Harry Edward Logue passed peacefully on June 6,2026. Ed was born on November 28, 1934 in a two-room sharecropper’s home in Tennille, GA, to parents Mae Lord and Horace Edward Logue. Despite having only elementary educations (5th and 3rd grade levels respectively), his parents brought him up to love learning. During his senior year of high school, Ed read a complete encyclopedia set that had been purchased for him at great cost by his father. It was then that he became fascinated with science and became interested in a career in medicine.
Through hard work, ingenuity, and a fateful turn of chance, Ed was able to afford a semester of college. He set off for Emory at Oxford. He would go on to complete an Associate Degree in Science in 1955, later a Bachelor of Science degree from the Atlanta campus of Emory University in 1958.
As a young man putting himself through higher education, Ed supported himself in a variety of ways including highway resurfacing, work in a chalk mine, and performing magic shows.
He would go on to attend the Medical College of Georgia where he would obtain his medical degree in 1963. Dr. Logue practiced family medicine for five years and then returned to Medical College of Georgia for specialty training in psychiatry, which he completed in 1972.
In 1972 he began a 50-year career in psychiatry in Birmingham, AL. He dedicated his life to providing quality mental health care. Service to his patients was his mission. He served his patients through outpatient practice, inpatient care, in their homes, in nursing homes, on street corners, at crisis centers, and in prisons. He was a longtime, dedicated member of the medical staff at Princeton hospital and meaningfully advanced the inpatient psychiatric capabilities at that facility. In 1974, he founded the Department of Psychiatry at Brookwood Medical Center. He chaired that department for twelve years, growing it to a ninety-seven-bed unit during that time. In 1983 he was awarded a Certificate of Honorary Assistant Attorney General of the State of Alabama. He served as President of the Alabama Psychiatric Society from 1990-1991. The National Alliance for the Mentally Ill named him Mental Health Professional of the Year in 1996 and gave him the Exemplary Psychiatrist Award in 1998.

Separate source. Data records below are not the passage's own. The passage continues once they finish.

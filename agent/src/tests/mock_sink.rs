//! A `SinkWriter` that captures every batch it's handed instead of writing
//! it anywhere, shared by the scenario tests that need to observe what
//! `ChannelManager` delivered.

use crate::channel::SinkWriter;
use shared::metrics::Metric;
use std::sync::{Arc, Mutex};

pub(crate) struct MockSink {
    pub(crate) captured: Arc<Mutex<Vec<Metric>>>,
}

impl MockSink {
    pub(crate) fn new() -> (Arc<Self>, Arc<Mutex<Vec<Metric>>>) {
        let captured = Arc::new(Mutex::new(Vec::new()));
        (
            Arc::new(Self {
                captured: captured.clone(),
            }),
            captured,
        )
    }
}

#[async_trait::async_trait]
impl SinkWriter for MockSink {
    async fn write(&self, metrics: &[Metric]) -> shared::Result<()> {
        self.captured.lock().unwrap().extend_from_slice(metrics);
        Ok(())
    }
}
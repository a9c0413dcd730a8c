//! Top-N slowest-task leaderboard and agent self-metric attribution (§4.12).
//!
//! Grounded on the teacher's `TaskScheduler` duration bookkeeping in
//! `scheduler.rs` (it times each task execution to feed its own status
//! metrics); this factors that timing concern out into a standalone
//! component schedulers call around their critical sections, per §9's
//! "capability interface" guidance, rather than each scheduler keeping its
//! own ad hoc timing map.

use shared::defaults::RESOURCE_MONITOR_TOP_N;
use std::collections::HashMap;
use std::sync::Mutex;
use std::time::{Duration, Instant};

struct Entry {
    name: String,
    duration: Duration,
}

pub struct ResourceMonitor {
    top_n: usize,
    running: Mutex<HashMap<String, Instant>>,
    completed: Mutex<Vec<Entry>>,
}

/// Returned by `begin`; `end()` records the elapsed duration and removes
/// the task from the running set.
pub struct RunHandle<'a> {
    monitor: &'a ResourceMonitor,
    name: String,
    started: Instant,
}

impl ResourceMonitor {
    pub fn new(top_n: usize) -> Self {
        Self {
            top_n,
            running: Mutex::new(HashMap::new()),
            completed: Mutex::new(Vec::new()),
        }
    }

    pub fn begin(&self, task_name: impl Into<String>) -> RunHandle<'_> {
        let name = task_name.into();
        let started = Instant::now();
        self.running.lock().unwrap().insert(name.clone(), started);
        RunHandle {
            monitor: self,
            name,
            started,
        }
    }

    fn record(&self, name: String, duration: Duration) {
        self.running.lock().unwrap().remove(&name);
        let mut completed = self.completed.lock().unwrap();
        completed.push(Entry { name, duration });
        completed.sort_by(|a, b| b.duration.cmp(&a.duration));
        completed.truncate(self.top_n.max(1) * 4); // keep a little slack before trimming to N on print
    }

    pub fn running_count(&self) -> usize {
        self.running.lock().unwrap().len()
    }

    /// Formatted leaderboard of the slowest `n` completed tasks, newest
    /// duplicate entries winning ties by recency of insertion.
    pub fn print_top(&self, n: usize) -> String {
        let completed = self.completed.lock().unwrap();
        let mut lines = vec![format!("top {} slowest tasks:", n.min(completed.len()))];
        for entry in completed.iter().take(n) {
            lines.push(format!("  {:>8.2?}  {}", entry.duration, entry.name));
        }
        lines.join("\n")
    }
}

impl Default for ResourceMonitor {
    fn default() -> Self {
        Self::new(RESOURCE_MONITOR_TOP_N)
    }
}

impl<'a> RunHandle<'a> {
    pub fn end(self) -> Duration {
        let elapsed = self.started.elapsed();
        self.monitor.record(self.name.clone(), elapsed);
        elapsed
    }
}

#[cfg(test)]
mod tests {
    use super::*;
    use std::thread::sleep;

    #[test]
    fn begin_end_records_duration_and_clears_running() {
        let monitor = ResourceMonitor::new(5);
        let handle = monitor.begin("task-a");
        assert_eq!(monitor.running_count(), 1);
        sleep(Duration::from_millis(5));
        let elapsed = handle.end();
        assert!(elapsed >= Duration::from_millis(5));
        assert_eq!(monitor.running_count(), 0);
    }

    #[test]
    fn print_top_orders_by_duration_descending() {
        let monitor = ResourceMonitor::new(5);
        monitor.record("fast".into(), Duration::from_millis(1));
        monitor.record("slow".into(), Duration::from_millis(50));
        let report = monitor.print_top(2);
        let slow_pos = report.find("slow").unwrap();
        let fast_pos = report.find("fast").unwrap();
        assert!(slow_pos < fast_pos);
    }
}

Dr. Logue served as principal investigator for more than 100 clinical research trials. His work has been shown on the Discovery Channel and in Parade magazine. He was a frequent guest on local TV and radio shows.
In 1990, he founded American Behavioral Benefits Managers, Inc. The organization won two Best in Business Awards from the Birmingham Business Journal and has served clients in all fifty states, Canada, and Australia.
Dr. Logue has authored three books. Fly Me to the Moon is a fictional novel intended to provide accessible insight for people struggling with Bipolar Disorder themselves or supporting an afflicted loved one. He subsequently published Addiction: Yours, Mine, and Ours. In his later years, he authored a personal testimony titled God Embraces: Scripture, Science, and Miracles.
Throughout his life, Ed’s children were very important to him. He treasured phone calls and visits from them, at times from locations across the country or across an ocean. In his later years, he felt tremendously blessed to have all his children—Janine, Ann, Wade, Corinne, Tapley, and Ginger—all gathered together with him in 2019 for a Father’s Day celebration and again in 2021 for a celebration of his retirement.
Ed and his wife Kathy spent their 47 years of marriage in Birmingham, where they raised their daughter Ginger, and took great joy together in being blessed as grandparents of Ginger and Josh’s boys—D.Y., Joseph, and Henry. Ed and Kathy were members of the Cathedral Church of the Advent.
Ed occasionally took breaks from his work. He enjoyed good food and conversation with his family around the dinner table and vacationing with his family and friends in the mountains of western North Carolina, the Florida Gulf Coast, and on Grand Bahama Island.
Ed is survived by his wife Kathryn Street Logue, sister Ophelia Franks, and children Janine Wooten (John Parsons), Ann Iba Bondi, Wade Stallings (Tim Brannan), Corinne Logue (Cuneyt Can), Tapley Logue-Lopez, and Ginger Menendez (Josh). Grandchildren and great-grandchildren include Chip Wooten (Lindsey, children Reid and Blake); Mark Wooten (Taylor); Sean Parsons (Tiffany, daughter Haylee); Chelsea Redmond (children Ellie and Jace); Allie Gregersen (Jeff, children Chloe and Maggie); Sevgi and Yasemin Can; Ben and Zac Lopez; D.Y., Joseph, and Henry Menendez.
A service of thanksgiving for his life will be held at the Cathedral Church of the Advent on Wednesday June 17th at 11:00 A.M. There will be a visitation at the church at 10:00 A.M., prior to the service. The family will have a private burial following the service.